- [Assigned task] How many lines in the records below hold the word "private"? Answer with the number alone.

##### Provided records

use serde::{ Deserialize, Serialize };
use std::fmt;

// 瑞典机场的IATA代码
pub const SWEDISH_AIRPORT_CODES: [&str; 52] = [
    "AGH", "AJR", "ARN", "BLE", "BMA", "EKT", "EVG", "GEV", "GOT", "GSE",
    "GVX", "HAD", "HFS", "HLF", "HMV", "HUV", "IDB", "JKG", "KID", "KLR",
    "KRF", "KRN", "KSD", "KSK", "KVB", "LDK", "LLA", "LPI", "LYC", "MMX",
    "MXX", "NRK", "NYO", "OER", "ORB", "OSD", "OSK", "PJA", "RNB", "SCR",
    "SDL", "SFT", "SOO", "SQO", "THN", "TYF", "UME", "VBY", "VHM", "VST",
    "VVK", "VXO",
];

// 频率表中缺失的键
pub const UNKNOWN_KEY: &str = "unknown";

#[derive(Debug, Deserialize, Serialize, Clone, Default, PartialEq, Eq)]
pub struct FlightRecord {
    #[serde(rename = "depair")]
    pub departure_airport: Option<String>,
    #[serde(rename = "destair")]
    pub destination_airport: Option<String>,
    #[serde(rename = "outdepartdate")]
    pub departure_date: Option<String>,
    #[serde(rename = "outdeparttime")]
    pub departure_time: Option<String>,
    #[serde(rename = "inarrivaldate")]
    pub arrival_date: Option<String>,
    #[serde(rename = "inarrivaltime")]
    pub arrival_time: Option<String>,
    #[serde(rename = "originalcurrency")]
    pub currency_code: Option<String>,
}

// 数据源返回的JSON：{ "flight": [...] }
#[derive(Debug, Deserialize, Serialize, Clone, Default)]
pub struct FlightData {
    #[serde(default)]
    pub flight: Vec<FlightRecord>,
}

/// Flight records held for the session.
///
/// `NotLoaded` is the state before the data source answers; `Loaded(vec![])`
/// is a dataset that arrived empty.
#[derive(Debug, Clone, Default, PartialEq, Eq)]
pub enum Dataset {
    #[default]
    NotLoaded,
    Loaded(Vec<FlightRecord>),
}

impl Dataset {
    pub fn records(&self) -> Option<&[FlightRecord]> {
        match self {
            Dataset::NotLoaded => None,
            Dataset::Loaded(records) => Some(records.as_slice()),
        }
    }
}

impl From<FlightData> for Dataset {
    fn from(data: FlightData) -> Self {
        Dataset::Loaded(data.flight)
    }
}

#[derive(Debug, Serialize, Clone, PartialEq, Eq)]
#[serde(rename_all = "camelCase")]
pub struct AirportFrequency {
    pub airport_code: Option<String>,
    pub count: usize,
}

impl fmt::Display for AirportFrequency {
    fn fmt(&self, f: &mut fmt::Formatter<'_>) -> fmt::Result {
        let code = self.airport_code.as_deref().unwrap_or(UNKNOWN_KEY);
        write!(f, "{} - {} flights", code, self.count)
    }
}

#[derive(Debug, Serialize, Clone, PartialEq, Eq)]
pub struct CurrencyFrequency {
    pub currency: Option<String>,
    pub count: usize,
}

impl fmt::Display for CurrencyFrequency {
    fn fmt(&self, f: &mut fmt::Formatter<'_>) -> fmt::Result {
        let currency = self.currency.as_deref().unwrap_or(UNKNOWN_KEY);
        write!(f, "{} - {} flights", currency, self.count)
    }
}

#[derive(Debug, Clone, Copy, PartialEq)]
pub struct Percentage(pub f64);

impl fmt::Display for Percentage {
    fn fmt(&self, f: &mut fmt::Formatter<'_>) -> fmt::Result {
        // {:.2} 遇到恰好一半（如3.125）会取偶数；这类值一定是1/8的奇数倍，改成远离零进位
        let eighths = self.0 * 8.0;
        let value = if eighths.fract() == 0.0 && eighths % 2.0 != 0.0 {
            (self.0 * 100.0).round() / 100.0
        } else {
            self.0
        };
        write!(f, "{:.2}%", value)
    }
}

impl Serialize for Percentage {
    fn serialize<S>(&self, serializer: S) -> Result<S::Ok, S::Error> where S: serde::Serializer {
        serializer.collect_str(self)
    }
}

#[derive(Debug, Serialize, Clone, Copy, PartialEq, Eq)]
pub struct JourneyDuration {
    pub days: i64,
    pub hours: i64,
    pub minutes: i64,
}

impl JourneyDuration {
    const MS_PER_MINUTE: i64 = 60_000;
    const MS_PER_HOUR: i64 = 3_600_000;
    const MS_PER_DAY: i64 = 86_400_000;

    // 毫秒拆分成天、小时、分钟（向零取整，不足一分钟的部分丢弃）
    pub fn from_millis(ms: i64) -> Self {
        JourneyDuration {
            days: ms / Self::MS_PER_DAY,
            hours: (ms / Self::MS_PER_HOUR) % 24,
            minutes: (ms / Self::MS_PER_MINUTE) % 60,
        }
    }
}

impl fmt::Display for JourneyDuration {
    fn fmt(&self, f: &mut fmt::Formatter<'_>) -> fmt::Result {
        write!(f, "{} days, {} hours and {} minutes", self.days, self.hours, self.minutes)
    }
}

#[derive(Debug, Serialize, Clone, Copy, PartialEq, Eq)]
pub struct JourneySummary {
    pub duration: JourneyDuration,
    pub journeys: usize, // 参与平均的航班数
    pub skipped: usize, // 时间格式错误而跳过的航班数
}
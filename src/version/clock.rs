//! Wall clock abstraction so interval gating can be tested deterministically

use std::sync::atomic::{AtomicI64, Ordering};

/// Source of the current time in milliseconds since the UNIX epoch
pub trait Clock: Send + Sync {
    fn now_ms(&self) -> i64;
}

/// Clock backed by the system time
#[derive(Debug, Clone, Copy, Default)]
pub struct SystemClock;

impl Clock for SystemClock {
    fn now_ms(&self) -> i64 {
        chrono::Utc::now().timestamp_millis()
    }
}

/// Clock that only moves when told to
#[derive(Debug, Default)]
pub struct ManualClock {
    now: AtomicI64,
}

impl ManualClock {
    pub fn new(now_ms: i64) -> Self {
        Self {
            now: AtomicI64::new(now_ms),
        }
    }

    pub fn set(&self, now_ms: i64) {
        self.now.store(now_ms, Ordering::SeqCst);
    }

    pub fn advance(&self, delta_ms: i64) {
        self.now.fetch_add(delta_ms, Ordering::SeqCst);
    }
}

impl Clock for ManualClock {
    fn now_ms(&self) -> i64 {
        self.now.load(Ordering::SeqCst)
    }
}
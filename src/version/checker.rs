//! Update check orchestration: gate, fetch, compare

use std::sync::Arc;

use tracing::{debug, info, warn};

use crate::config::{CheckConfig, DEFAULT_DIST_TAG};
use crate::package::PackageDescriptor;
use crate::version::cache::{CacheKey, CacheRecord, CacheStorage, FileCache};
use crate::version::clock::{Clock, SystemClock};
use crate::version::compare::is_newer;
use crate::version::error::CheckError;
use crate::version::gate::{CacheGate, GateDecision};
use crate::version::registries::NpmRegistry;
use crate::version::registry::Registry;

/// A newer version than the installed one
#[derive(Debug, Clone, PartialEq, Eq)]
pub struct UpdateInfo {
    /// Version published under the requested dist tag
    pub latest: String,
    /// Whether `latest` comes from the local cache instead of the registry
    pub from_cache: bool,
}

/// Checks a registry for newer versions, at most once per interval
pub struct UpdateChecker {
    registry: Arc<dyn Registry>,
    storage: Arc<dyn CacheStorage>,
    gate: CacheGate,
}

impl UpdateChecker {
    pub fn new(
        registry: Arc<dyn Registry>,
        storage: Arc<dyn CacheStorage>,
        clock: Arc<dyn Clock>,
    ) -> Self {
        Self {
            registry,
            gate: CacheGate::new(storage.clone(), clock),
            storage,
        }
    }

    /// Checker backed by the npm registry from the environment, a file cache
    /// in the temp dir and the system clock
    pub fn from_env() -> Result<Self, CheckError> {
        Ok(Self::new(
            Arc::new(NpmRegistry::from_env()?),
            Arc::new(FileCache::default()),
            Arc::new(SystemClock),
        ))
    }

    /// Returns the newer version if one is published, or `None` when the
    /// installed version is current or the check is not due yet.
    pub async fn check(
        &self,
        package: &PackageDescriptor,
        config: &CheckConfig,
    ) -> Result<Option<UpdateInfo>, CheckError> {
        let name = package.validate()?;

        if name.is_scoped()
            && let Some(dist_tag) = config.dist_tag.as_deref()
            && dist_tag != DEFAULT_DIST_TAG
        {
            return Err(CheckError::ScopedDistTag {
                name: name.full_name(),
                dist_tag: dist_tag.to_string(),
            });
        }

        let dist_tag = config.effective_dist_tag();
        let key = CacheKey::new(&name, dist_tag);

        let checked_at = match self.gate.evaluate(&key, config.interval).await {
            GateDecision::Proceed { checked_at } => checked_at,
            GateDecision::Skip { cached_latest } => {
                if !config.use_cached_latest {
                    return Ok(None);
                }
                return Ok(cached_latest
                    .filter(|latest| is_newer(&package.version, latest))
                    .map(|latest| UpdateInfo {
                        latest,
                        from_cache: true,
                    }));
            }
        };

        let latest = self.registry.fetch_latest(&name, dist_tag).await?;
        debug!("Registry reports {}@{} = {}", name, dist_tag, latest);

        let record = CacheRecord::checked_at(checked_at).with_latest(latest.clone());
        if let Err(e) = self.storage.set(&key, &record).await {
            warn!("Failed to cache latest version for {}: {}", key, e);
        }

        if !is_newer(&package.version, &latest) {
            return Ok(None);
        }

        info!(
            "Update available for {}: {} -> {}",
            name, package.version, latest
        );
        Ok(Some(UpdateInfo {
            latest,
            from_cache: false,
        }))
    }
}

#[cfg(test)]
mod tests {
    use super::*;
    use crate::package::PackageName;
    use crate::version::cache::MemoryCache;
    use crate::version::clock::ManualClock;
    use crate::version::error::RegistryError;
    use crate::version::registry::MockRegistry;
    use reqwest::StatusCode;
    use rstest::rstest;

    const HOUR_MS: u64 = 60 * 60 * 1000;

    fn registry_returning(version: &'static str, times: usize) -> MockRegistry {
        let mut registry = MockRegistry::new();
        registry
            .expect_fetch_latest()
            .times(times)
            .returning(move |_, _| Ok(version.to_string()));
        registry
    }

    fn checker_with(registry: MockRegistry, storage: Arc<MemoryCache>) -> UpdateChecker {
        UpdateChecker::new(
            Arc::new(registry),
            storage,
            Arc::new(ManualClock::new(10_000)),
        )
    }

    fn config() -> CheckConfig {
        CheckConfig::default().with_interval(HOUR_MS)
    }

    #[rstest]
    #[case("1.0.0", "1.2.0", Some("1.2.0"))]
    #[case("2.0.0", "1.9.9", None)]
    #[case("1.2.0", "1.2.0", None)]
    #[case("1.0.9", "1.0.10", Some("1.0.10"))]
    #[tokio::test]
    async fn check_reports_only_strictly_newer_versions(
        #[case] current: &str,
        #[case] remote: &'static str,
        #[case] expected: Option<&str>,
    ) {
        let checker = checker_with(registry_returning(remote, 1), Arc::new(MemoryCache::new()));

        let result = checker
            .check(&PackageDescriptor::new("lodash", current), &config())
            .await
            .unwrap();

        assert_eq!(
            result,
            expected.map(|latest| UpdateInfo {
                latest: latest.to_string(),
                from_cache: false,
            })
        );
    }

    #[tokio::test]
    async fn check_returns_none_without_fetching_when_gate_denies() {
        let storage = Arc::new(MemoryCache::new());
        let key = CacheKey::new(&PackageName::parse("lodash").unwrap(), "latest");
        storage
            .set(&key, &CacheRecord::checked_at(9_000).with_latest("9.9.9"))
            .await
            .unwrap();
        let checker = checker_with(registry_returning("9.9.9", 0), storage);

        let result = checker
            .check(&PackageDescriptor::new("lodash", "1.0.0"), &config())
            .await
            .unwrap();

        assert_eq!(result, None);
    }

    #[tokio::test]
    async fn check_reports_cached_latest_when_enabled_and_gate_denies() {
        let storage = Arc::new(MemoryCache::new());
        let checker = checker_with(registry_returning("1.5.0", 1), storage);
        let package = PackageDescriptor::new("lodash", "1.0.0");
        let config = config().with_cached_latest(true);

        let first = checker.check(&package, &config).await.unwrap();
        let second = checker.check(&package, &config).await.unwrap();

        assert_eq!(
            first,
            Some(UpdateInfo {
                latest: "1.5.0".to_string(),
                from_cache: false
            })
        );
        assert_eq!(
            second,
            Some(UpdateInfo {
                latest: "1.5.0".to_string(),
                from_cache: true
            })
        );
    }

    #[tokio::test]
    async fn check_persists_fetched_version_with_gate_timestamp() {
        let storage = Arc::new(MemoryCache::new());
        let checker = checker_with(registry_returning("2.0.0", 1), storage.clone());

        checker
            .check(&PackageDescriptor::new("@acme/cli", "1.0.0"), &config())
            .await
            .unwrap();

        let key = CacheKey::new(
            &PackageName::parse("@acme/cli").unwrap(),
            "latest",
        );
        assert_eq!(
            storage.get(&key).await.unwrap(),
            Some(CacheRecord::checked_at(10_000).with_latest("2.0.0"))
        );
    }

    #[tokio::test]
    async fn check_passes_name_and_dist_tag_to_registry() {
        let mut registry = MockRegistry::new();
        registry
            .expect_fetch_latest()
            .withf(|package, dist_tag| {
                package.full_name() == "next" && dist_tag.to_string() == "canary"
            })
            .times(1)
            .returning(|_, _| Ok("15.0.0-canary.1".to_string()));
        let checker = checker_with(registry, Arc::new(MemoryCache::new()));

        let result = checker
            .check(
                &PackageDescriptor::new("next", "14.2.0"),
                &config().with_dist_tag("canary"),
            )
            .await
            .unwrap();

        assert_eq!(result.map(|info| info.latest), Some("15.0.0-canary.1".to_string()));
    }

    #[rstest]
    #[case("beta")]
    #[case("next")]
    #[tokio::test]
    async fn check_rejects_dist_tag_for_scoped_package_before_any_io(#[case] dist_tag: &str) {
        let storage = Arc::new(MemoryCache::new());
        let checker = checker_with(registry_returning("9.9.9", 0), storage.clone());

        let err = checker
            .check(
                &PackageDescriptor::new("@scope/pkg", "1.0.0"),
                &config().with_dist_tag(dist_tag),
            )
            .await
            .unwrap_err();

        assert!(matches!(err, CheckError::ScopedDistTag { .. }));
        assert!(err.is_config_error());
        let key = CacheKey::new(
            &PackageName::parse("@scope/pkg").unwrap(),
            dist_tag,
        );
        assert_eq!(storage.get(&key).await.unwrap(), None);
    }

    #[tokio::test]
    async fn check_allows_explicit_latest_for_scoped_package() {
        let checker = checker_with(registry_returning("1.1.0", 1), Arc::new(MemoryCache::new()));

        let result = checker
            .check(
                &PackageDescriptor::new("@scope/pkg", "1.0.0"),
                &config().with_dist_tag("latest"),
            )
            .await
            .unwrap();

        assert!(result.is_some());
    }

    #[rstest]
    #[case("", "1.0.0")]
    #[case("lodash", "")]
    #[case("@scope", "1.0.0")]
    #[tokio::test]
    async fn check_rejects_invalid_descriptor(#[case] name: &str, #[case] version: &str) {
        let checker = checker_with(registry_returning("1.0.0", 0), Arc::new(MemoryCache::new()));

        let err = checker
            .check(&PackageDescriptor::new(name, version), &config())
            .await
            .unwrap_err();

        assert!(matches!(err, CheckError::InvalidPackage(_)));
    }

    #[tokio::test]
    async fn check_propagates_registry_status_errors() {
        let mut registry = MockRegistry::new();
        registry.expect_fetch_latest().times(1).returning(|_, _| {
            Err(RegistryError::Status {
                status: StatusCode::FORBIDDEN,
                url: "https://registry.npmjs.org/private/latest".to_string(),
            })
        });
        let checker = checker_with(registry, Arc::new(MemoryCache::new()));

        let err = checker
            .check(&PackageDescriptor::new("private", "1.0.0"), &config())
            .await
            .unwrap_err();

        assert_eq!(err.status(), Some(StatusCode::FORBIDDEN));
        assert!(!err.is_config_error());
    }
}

##########

- [Solution to this problem] 2